[[ Exercise inputs open ]]
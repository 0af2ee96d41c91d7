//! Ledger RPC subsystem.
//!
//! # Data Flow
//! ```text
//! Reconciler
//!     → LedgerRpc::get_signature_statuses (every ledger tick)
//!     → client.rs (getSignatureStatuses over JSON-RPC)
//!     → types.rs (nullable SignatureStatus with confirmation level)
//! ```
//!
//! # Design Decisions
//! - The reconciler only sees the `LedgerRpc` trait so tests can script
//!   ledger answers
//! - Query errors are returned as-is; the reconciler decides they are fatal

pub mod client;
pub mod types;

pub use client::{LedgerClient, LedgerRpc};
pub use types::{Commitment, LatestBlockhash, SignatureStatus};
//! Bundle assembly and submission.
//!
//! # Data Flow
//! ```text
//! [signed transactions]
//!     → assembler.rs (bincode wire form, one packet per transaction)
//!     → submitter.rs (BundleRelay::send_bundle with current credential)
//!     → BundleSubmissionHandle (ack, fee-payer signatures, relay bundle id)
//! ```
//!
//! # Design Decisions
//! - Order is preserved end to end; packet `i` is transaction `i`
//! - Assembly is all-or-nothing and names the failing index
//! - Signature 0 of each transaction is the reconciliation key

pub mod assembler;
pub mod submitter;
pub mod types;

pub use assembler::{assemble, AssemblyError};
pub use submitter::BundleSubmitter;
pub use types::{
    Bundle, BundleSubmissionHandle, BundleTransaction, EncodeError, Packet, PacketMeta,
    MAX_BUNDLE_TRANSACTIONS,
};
[[ Exercise inputs closed ]]
[[ Exercise inputs open ]]
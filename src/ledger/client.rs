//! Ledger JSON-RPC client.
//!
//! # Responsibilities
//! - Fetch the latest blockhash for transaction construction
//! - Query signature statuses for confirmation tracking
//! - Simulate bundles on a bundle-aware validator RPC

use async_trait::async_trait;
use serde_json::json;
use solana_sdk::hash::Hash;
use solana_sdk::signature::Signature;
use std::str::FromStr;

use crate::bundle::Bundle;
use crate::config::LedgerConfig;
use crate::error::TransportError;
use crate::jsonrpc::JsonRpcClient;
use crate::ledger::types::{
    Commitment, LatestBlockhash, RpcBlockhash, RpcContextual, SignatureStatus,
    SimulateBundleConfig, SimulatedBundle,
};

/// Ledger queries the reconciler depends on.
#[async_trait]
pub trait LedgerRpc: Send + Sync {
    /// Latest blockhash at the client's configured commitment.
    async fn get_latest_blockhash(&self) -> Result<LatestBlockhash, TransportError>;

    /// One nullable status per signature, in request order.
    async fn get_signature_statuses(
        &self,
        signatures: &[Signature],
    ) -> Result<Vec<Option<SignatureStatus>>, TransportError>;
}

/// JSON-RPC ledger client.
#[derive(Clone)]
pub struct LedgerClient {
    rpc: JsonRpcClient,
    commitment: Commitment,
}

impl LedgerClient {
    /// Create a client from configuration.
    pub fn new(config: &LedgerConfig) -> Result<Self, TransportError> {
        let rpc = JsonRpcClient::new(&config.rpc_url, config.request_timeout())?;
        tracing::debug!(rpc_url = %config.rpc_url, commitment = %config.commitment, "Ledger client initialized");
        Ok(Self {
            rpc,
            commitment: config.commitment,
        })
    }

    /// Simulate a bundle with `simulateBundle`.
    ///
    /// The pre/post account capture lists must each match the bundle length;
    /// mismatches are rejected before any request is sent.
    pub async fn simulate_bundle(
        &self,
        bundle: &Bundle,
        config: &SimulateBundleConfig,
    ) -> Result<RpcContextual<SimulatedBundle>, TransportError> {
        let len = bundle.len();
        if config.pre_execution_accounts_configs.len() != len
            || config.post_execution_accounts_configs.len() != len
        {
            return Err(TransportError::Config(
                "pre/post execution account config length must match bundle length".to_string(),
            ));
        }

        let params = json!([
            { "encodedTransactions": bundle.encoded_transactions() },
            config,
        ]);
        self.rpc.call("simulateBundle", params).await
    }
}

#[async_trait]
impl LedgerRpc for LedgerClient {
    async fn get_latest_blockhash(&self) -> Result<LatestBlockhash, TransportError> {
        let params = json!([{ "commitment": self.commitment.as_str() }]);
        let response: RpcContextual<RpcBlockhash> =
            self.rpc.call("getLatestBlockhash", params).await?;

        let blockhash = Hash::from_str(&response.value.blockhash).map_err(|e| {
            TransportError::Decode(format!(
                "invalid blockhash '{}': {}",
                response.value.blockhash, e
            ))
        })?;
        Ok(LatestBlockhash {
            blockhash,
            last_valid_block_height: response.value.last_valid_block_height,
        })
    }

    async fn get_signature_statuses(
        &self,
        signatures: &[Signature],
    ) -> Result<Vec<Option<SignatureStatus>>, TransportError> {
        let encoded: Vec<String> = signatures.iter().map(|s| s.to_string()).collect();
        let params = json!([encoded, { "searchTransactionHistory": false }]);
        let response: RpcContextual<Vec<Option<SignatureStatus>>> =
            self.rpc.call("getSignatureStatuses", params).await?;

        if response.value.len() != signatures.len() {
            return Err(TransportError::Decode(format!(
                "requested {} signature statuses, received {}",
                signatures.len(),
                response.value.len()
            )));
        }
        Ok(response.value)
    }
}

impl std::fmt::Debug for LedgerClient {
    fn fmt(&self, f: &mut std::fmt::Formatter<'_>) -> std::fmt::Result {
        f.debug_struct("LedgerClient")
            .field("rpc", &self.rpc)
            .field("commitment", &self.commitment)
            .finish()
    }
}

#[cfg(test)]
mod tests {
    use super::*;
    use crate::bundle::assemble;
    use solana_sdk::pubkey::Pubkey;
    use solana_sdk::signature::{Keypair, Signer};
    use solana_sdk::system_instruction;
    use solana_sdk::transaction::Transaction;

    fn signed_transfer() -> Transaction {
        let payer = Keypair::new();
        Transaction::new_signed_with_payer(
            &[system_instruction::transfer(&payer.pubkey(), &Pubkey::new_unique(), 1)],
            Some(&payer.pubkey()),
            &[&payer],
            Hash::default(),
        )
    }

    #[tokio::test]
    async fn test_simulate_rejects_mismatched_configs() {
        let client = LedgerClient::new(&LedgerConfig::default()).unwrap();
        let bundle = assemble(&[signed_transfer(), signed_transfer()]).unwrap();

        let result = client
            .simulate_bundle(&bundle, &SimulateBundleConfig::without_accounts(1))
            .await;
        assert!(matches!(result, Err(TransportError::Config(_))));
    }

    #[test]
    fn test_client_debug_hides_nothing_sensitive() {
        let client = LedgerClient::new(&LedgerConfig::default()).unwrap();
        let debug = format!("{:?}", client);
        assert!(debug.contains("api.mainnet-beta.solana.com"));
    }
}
[[ Exercise inputs closed ]]
_How to complete this task:_ Return all lines from the entries that contain the string "tests".

_Answer to this exercise:_
//! - The reconciler only sees the `LedgerRpc` trait so tests can script
mod tests {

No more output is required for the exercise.